**Exercise details:**
Look through the records below, and copy out every line that holds the string "SequentialFallback".

Dataset excerpts section start

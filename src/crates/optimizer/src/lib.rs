//! Agent workflow orchestration for prompt optimization
//!
//! A prompt goes through five LLM-backed stages (deconstruct, diagnose,
//! design, sample, evaluate). This crate decides whether the first two run
//! concurrently, retries failed calls with exponential backoff, falls back to
//! sequential execution when the parallel phase fails, and always returns an
//! aggregate [`WorkflowResult`] with one entry per stage.
//!
//! ```rust,ignore
//! use optimizer::{OptimizerConfig, WorkflowOrchestrator};
//! use optimizer::router::{ModeOverride, PromptCategory};
//!
//! let orchestrator = WorkflowOrchestrator::new(model, OptimizerConfig::default())?;
//! let result = orchestrator
//!     .run_workflow("Explain quantum computing", PromptCategory::Technical, ModeOverride::Auto)
//!     .await?;
//! println!("{}", result.mode_used);
//! ```

pub mod agent;
pub mod config;
pub mod executor;
pub mod router;
pub mod workflow;

pub use config::{AgentsConfig, CacheSettings, OptimizerConfig, WorkflowSettings};
pub use executor::{retry_with_backoff, RetryConfig};
pub use router::{ModeOverride, PromptCategory, RequestContext, RoutingPolicy};
pub use workflow::{ModeUsed, StepError, StepOutput, StepResult, WorkflowOrchestrator, WorkflowResult};

use llm::LlmError;
use thiserror::Error;

/// Errors that can occur during optimization
#[derive(Debug, Error)]
pub enum OptimizerError {
    /// A unit of work failed on every allowed attempt
    #[error("{operation} failed after {attempts} attempts: {source}")]
    ExhaustedRetries {
        operation: String,
        attempts: u32,
        #[source]
        source: LlmError,
    },

    /// A call failed with an error that retrying cannot fix
    #[error("{operation} rejected by provider: {source}")]
    CallRejected {
        operation: String,
        #[source]
        source: LlmError,
    },

    /// Invalid request supplied at workflow entry
    #[error("Invalid workflow request: {0}")]
    Configuration(String),

    /// Parallel phase failed; resolved internally by the sequential fallback
    #[error("Parallel phase failed: {0}")]
    ParallelPhase(String),

    /// Workflow deadline reached
    #[error("Workflow timed out: {0}")]
    Timeout(String),

    /// Configuration file could not be loaded or validated
    #[error("Configuration error: {0}")]
    Config(String),

    /// Serialization error
    #[error("Serialization error: {0}")]
    Serialization(#[from] serde_json::Error),
}

impl OptimizerError {
    /// Stable error kind used in serialized step results.
    pub fn kind(&self) -> &'static str {
        match self {
            OptimizerError::ExhaustedRetries { .. } => "exhausted_retries",
            OptimizerError::CallRejected { .. } => "call_rejected",
            OptimizerError::Configuration(_) => "configuration",
            OptimizerError::ParallelPhase(_) => "parallel_phase",
            OptimizerError::Timeout(_) => "timeout",
            OptimizerError::Config(_) => "config",
            OptimizerError::Serialization(_) => "serialization",
        }
    }
}

/// Result type for optimizer operations
pub type Result<T> = std::result::Result<T, OptimizerError>;

/// Get version information
pub fn version() -> &'static str {
    env!("CARGO_PKG_VERSION")
}

#[cfg(test)]
mod tests {
    use super::*;

    #[test]
    fn test_error_kinds() {
        let exhausted = OptimizerError::ExhaustedRetries {
            operation: "deconstruct".to_string(),
            attempts: 3,
            source: LlmError::Timeout("slow".to_string()),
        };
        assert_eq!(exhausted.kind(), "exhausted_retries");
        assert!(exhausted.to_string().contains("after 3 attempts"));

        let config = OptimizerError::Configuration("empty prompt".to_string());
        assert_eq!(config.kind(), "configuration");
    }

    #[test]
    fn test_exhausted_retries_keeps_cause() {
        use std::error::Error as _;

        let err = OptimizerError::ExhaustedRetries {
            operation: "design".to_string(),
            attempts: 2,
            source: LlmError::RateLimitExceeded("429".to_string()),
        };
        let cause = err.source().map(|s| s.to_string()).unwrap_or_default();
        assert!(cause.contains("Rate limit exceeded"));
    }

    #[test]
    fn test_version() {
        assert!(!version().is_empty());
    }
}
//! Workflow result types
//!
//! A [`WorkflowResult`] always carries exactly one [`StepResult`] per
//! [`Stage`], in pipeline order. Each step result serializes as
//! `{"ok": true, "value": {...}}` or `{"ok": false, "error": {...}}`.

use crate::agent::{Stage, StepName};
use crate::router::PromptCategory;
use crate::OptimizerError;
use chrono::{DateTime, Utc};
use serde::de::{MapAccess, Visitor};
use serde::ser::SerializeMap;
use serde::{Deserialize, Deserializer, Serialize, Serializer};
use serde_json::{Map, Value};
use std::fmt;
use uuid::Uuid;

/// Successful step output
#[derive(Debug, Clone, PartialEq, Serialize, Deserialize)]
pub struct StepOutput {
    pub content: String,

    #[serde(default, skip_serializing_if = "Map::is_empty")]
    pub metadata: Map<String, Value>,
}

impl StepOutput {
    pub fn new(content: impl Into<String>) -> Self {
        Self {
            content: content.into(),
            metadata: Map::new(),
        }
    }

    pub fn with_metadata(mut self, key: impl Into<String>, value: Value) -> Self {
        self.metadata.insert(key.into(), value);
        self
    }

    pub fn metadata_str(&self, key: &str) -> Option<&str> {
        self.metadata.get(key).and_then(Value::as_str)
    }
}

/// Failed step description
#[derive(Debug, Clone, PartialEq, Eq, Serialize, Deserialize)]
pub struct StepError {
    /// Stable machine-readable kind (`exhausted_retries`, `call_rejected`,
    /// `timeout`, `cancelled`, ...)
    pub kind: String,
    pub message: String,
}

impl StepError {
    pub fn new(kind: impl Into<String>, message: impl Into<String>) -> Self {
        Self {
            kind: kind.into(),
            message: message.into(),
        }
    }

    pub fn timeout(step: StepName) -> Self {
        Self::from(&OptimizerError::Timeout(format!(
            "{} did not finish before the workflow deadline",
            step
        )))
    }

    pub fn cancelled(message: impl Into<String>) -> Self {
        Self::new("cancelled", message)
    }
}

impl From<&OptimizerError> for StepError {
    fn from(error: &OptimizerError) -> Self {
        Self::new(error.kind(), error.to_string())
    }
}

impl fmt::Display for StepError {
    fn fmt(&self, f: &mut fmt::Formatter<'_>) -> fmt::Result {
        write!(f, "{}: {}", self.kind, self.message)
    }
}

/// Outcome of one stage
#[derive(Debug, Clone, PartialEq, Serialize, Deserialize)]
#[serde(into = "TaggedStepResult", try_from = "TaggedStepResult")]
pub enum StepResult {
    Ok(StepOutput),
    Err(StepError),
}

impl StepResult {
    pub fn is_ok(&self) -> bool {
        matches!(self, StepResult::Ok(_))
    }

    pub fn output(&self) -> Option<&StepOutput> {
        match self {
            StepResult::Ok(output) => Some(output),
            StepResult::Err(_) => None,
        }
    }

    pub fn error(&self) -> Option<&StepError> {
        match self {
            StepResult::Ok(_) => None,
            StepResult::Err(error) => Some(error),
        }
    }

    pub fn into_output(self) -> Option<StepOutput> {
        match self {
            StepResult::Ok(output) => Some(output),
            StepResult::Err(_) => None,
        }
    }

    pub fn into_error(self) -> Option<StepError> {
        match self {
            StepResult::Ok(_) => None,
            StepResult::Err(error) => Some(error),
        }
    }

    /// Output text, if the stage succeeded
    pub fn content(&self) -> Option<&str> {
        self.output().map(|o| o.content.as_str())
    }
}

#[derive(Serialize, Deserialize)]
struct TaggedStepResult {
    ok: bool,
    #[serde(default, skip_serializing_if = "Option::is_none")]
    value: Option<StepOutput>,
    #[serde(default, skip_serializing_if = "Option::is_none")]
    error: Option<StepError>,
}

impl From<StepResult> for TaggedStepResult {
    fn from(result: StepResult) -> Self {
        match result {
            StepResult::Ok(value) => Self {
                ok: true,
                value: Some(value),
                error: None,
            },
            StepResult::Err(error) => Self {
                ok: false,
                value: None,
                error: Some(error),
            },
        }
    }
}

impl TryFrom<TaggedStepResult> for StepResult {
    type Error = String;

    fn try_from(tagged: TaggedStepResult) -> Result<Self, Self::Error> {
        match (tagged.ok, tagged.value, tagged.error) {
            (true, Some(value), None) => Ok(StepResult::Ok(value)),
            (false, None, Some(error)) => Ok(StepResult::Err(error)),
            (ok, _, _) => Err(format!(
                "step result with ok={} must carry exactly one of `value` or `error`",
                ok
            )),
        }
    }
}

/// How a run was executed
#[derive(Debug, Clone, Copy, PartialEq, Eq, Serialize, Deserialize)]
pub enum ModeUsed {
    #[serde(rename = "parallel")]
    Parallel,
    #[serde(rename = "sequential")]
    Sequential,
    /// Parallel phase failed and the pipeline was rerun sequentially
    #[serde(rename = "sequential (fallback)")]
    SequentialFallback,
}

impl ModeUsed {
    pub fn as_str(&self) -> &'static str {
        match self {
            ModeUsed::Parallel => "parallel",
            ModeUsed::Sequential => "sequential",
            ModeUsed::SequentialFallback => "sequential (fallback)",
        }
    }
}

impl fmt::Display for ModeUsed {
    fn fmt(&self, f: &mut fmt::Formatter<'_>) -> fmt::Result {
        f.write_str(self.as_str())
    }
}

/// Stage results in insertion order, at most one per stage
#[derive(Debug, Clone, Default, PartialEq)]
pub struct StageResults {
    entries: Vec<(Stage, StepResult)>,
}

impl StageResults {
    pub fn new() -> Self {
        Self::default()
    }

    /// Record a stage result, replacing any earlier one for that stage
    pub fn insert(&mut self, stage: Stage, result: StepResult) {
        match self.entries.iter_mut().find(|(s, _)| *s == stage) {
            Some(entry) => entry.1 = result,
            None => self.entries.push((stage, result)),
        }
    }

    pub fn get(&self, stage: Stage) -> Option<&StepResult> {
        self.entries.iter().find(|(s, _)| *s == stage).map(|(_, r)| r)
    }

    pub fn contains(&self, stage: Stage) -> bool {
        self.get(stage).is_some()
    }

    pub fn len(&self) -> usize {
        self.entries.len()
    }

    pub fn is_empty(&self) -> bool {
        self.entries.is_empty()
    }

    pub fn iter(&self) -> impl Iterator<Item = (Stage, &StepResult)> {
        self.entries.iter().map(|(s, r)| (*s, r))
    }

    pub fn stages(&self) -> Vec<Stage> {
        self.entries.iter().map(|(s, _)| *s).collect()
    }

    /// Give every missing stage an error entry; returns the stages filled
    pub fn fill_missing(&mut self, reason: &str) -> Vec<Stage> {
        let missing: Vec<Stage> = Stage::ALL.into_iter().filter(|s| !self.contains(*s)).collect();
        for stage in &missing {
            self.entries.push((
                *stage,
                StepResult::Err(StepError::cancelled(format!("{} {}", stage, reason))),
            ));
        }
        missing
    }
}

impl Serialize for StageResults {
    fn serialize<S: Serializer>(&self, serializer: S) -> Result<S::Ok, S::Error> {
        let mut map = serializer.serialize_map(Some(self.entries.len()))?;
        for (stage, result) in &self.entries {
            map.serialize_entry(stage, result)?;
        }
        map.end()
    }
}

impl<'de> Deserialize<'de> for StageResults {
    fn deserialize<D: Deserializer<'de>>(deserializer: D) -> Result<Self, D::Error> {
        struct StageResultsVisitor;

        impl<'de> Visitor<'de> for StageResultsVisitor {
            type Value = StageResults;

            fn expecting(&self, f: &mut fmt::Formatter<'_>) -> fmt::Result {
                f.write_str("a map of stage names to step results")
            }

            fn visit_map<A: MapAccess<'de>>(self, mut access: A) -> Result<Self::Value, A::Error> {
                let mut results = StageResults::new();
                while let Some((stage, result)) = access.next_entry::<Stage, StepResult>()? {
                    results.insert(stage, result);
                }
                Ok(results)
            }
        }

        deserializer.deserialize_map(StageResultsVisitor)
    }
}

/// Aggregate result of one workflow run
#[derive(Debug, Clone, PartialEq, Serialize, Deserialize)]
pub struct WorkflowResult {
    pub run_id: Uuid,
    pub original_prompt: String,
    pub category: PromptCategory,
    pub mode_used: ModeUsed,
    pub stages: StageResults,

    /// Early notes from the parallel phase, fed into the full diagnosis
    #[serde(default, skip_serializing_if = "Option::is_none")]
    pub preliminary_diagnosis: Option<StepResult>,

    pub non_fatal_errors: Vec<String>,
    pub started_at: DateTime<Utc>,
    pub completed_at: DateTime<Utc>,
}

impl WorkflowResult {
    pub fn stage(&self, stage: Stage) -> Option<&StepResult> {
        self.stages.get(stage)
    }

    /// Prompt extracted from the design stage
    pub fn optimized_prompt(&self) -> Option<&str> {
        self.stage(Stage::Design)?.output()?.metadata_str("optimized_prompt")
    }

    pub fn quality_score(&self) -> Option<u8> {
        self.stage(Stage::Evaluate)?
            .output()?
            .metadata
            .get("quality_score")?
            .as_u64()
            .map(|score| score.min(100) as u8)
    }

    pub fn succeeded_stages(&self) -> usize {
        self.stages.iter().filter(|(_, r)| r.is_ok()).count()
    }

    pub fn all_failed(&self) -> bool {
        self.succeeded_stages() == 0
    }

    pub fn duration_ms(&self) -> i64 {
        (self.completed_at - self.started_at).num_milliseconds()
    }
}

Dataset excerpts section end

**Result:**
    SequentialFallback,
            ModeUsed::SequentialFallback => "sequential (fallback)",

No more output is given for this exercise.